▶ **WHAT YOU SHOULD DO**: Identify every line in the records below that contains the word "InvalidKey", and reproduce each one.

Entries taken from a collection
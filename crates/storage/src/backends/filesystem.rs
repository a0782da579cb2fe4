//! Local filesystem storage backend.

use crate::error::{StorageError, StorageResult};
use crate::traits::{ObjectMeta, ObjectStore};
use async_trait::async_trait;
use bytes::Bytes;
use std::io::ErrorKind;
use std::path::{Component, Path, PathBuf};
use tokio::fs;
use tokio::io::AsyncWriteExt;
use tracing::instrument;
use uuid::Uuid;

/// Marks in-flight writes; such files are never listed.
const TEMP_MARKER: &str = ".tmp.";

/// Local filesystem object store.
///
/// Keys map to relative paths under `root`. Writes go to a uniquely named
/// sibling temp file which is fsynced and renamed over the target.
pub struct FilesystemBackend {
    root: PathBuf,
}

impl FilesystemBackend {
    /// Create a new filesystem backend, creating `root` if needed.
    pub async fn new(root: impl AsRef<Path>) -> StorageResult<Self> {
        let root = root.as_ref().to_path_buf();
        fs::create_dir_all(&root).await?;
        Ok(Self { root })
    }

    /// Resolve a key to a path inside the root.
    ///
    /// Canonicalization touches the filesystem, so it runs on the blocking pool.
    async fn key_path(&self, key: &str) -> StorageResult<PathBuf> {
        let root = self.root.clone();
        let key = key.to_string();
        tokio::task::spawn_blocking(move || resolve_key(&root, &key))
            .await
            .map_err(|e| {
                StorageError::Io(std::io::Error::other(format!("spawn_blocking failed: {e}")))
            })?
    }
}

/// Map `key` under `root`, refusing anything that could land outside it,
/// including through symlinks planted inside the root.
fn resolve_key(root: &Path, key: &str) -> StorageResult<PathBuf> {
    if key.is_empty() || key.starts_with(['/', '\\']) {
        return Err(StorageError::InvalidKey(format!(
            "key must be a relative path: {key:?}"
        )));
    }
    if !Path::new(key)
        .components()
        .all(|c| matches!(c, Component::Normal(_)))
    {
        return Err(StorageError::InvalidKey(format!(
            "path traversal not allowed: {key}"
        )));
    }

    let path = root.join(key);
    let root = root.canonicalize()?;

    // The deepest existing ancestor (or the path itself) decides where the
    // key really points.
    let mut probe = path.as_path();
    loop {
        match std::fs::symlink_metadata(probe) {
            Ok(meta) => {
                let resolved = probe.canonicalize().map_err(|e| {
                    if meta.file_type().is_symlink() {
                        StorageError::InvalidKey(format!("dangling symlink in key: {key}"))
                    } else {
                        StorageError::Io(e)
                    }
                })?;
                if !resolved.starts_with(&root) {
                    return Err(StorageError::InvalidKey(format!(
                        "resolved path escapes storage root: {key}"
                    )));
                }
                return Ok(path);
            }
            Err(e) if e.kind() == ErrorKind::NotFound => match probe.parent() {
                Some(parent) => probe = parent,
                None => return Ok(path),
            },
            Err(e) => return Err(StorageError::Io(e)),
        }
    }
}

fn not_found_or_io(key: &str, err: std::io::Error) -> StorageError {
    if err.kind() == ErrorKind::NotFound {
        StorageError::NotFound(key.to_string())
    } else {
        StorageError::Io(err)
    }
}

#[async_trait]
impl ObjectStore for FilesystemBackend {
    #[instrument(skip(self), fields(backend = "filesystem"))]
    async fn exists(&self, key: &str) -> StorageResult<bool> {
        let path = self.key_path(key).await?;
        Ok(fs::try_exists(&path).await?)
    }

    #[instrument(skip(self), fields(backend = "filesystem"))]
    async fn head(&self, key: &str) -> StorageResult<ObjectMeta> {
        let path = self.key_path(key).await?;
        let metadata = fs::metadata(&path)
            .await
            .map_err(|e| not_found_or_io(key, e))?;

        Ok(ObjectMeta {
            size: metadata.len(),
            last_modified: metadata.modified().ok().map(Into::into),
        })
    }

    #[instrument(skip(self), fields(backend = "filesystem"))]
    async fn get(&self, key: &str) -> StorageResult<Bytes> {
        let path = self.key_path(key).await?;
        let data = fs::read(&path).await.map_err(|e| not_found_or_io(key, e))?;
        Ok(Bytes::from(data))
    }

    #[instrument(skip(self, data), fields(backend = "filesystem", size = data.len()))]
    async fn put(&self, key: &str, data: Bytes) -> StorageResult<()> {
        let path = self.key_path(key).await?;
        if let Some(parent) = path.parent() {
            fs::create_dir_all(parent).await?;
        }

        // Unique temp name per writer so concurrent puts to one key never share a file.
        let file_name = path
            .file_name()
            .map(|n| n.to_string_lossy().into_owned())
            .unwrap_or_default();
        let temp_path = path.with_file_name(format!("{file_name}{TEMP_MARKER}{}", Uuid::new_v4()));

        let written = async {
            let mut file = fs::File::create(&temp_path).await?;
            file.write_all(&data).await?;
            file.sync_all().await?;
            fs::rename(&temp_path, &path).await
        }
        .await;

        if let Err(e) = written {
            let _ = fs::remove_file(&temp_path).await;
            return Err(StorageError::Io(e));
        }
        Ok(())
    }

    #[instrument(skip(self), fields(backend = "filesystem"))]
    async fn delete(&self, key: &str) -> StorageResult<()> {
        let path = self.key_path(key).await?;
        fs::remove_file(&path)
            .await
            .map_err(|e| not_found_or_io(key, e))
    }

    #[instrument(skip(self), fields(backend = "filesystem"))]
    async fn list(&self, prefix: &str) -> StorageResult<Vec<String>> {
        let base = if prefix.trim_end_matches('/').is_empty() {
            self.root.clone()
        } else {
            self.key_path(prefix.trim_end_matches('/')).await?
        };

        let mut keys = Vec::new();
        if !fs::try_exists(&base).await? {
            return Ok(keys);
        }

        let mut pending = vec![base];
        while let Some(dir) = pending.pop() {
            let mut entries = fs::read_dir(&dir).await?;
            while let Some(entry) = entries.next_entry().await? {
                // file_type() does not follow symlinks; links are skipped entirely.
                let file_type = entry.file_type().await?;
                let path = entry.path();
                if file_type.is_dir() {
                    pending.push(path);
                } else if file_type.is_file()
                    && !entry.file_name().to_string_lossy().contains(TEMP_MARKER)
                    && let Ok(relative) = path.strip_prefix(&self.root)
                {
                    keys.push(relative.to_string_lossy().replace('\\', "/"));
                }
            }
        }

        Ok(keys)
    }

    fn backend_name(&self) -> &'static str {
        "filesystem"
    }

    #[instrument(skip(self), fields(backend = "filesystem"))]
    async fn health_check(&self) -> StorageResult<()> {
        let metadata = fs::metadata(&self.root).await.map_err(|e| {
            StorageError::Io(std::io::Error::new(
                e.kind(),
                format!("storage root not accessible: {e}"),
            ))
        })?;

        if !metadata.is_dir() {
            return Err(StorageError::Config(format!(
                "storage root is not a directory: {}",
                self.root.display()
            )));
        }
        Ok(())
    }
}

▶ **SOLUTION**:
        return Err(StorageError::InvalidKey(format!(
        return Err(StorageError::InvalidKey(format!(
                        StorageError::InvalidKey(format!("dangling symlink in key: {key}"))
                    return Err(StorageError::InvalidKey(format!(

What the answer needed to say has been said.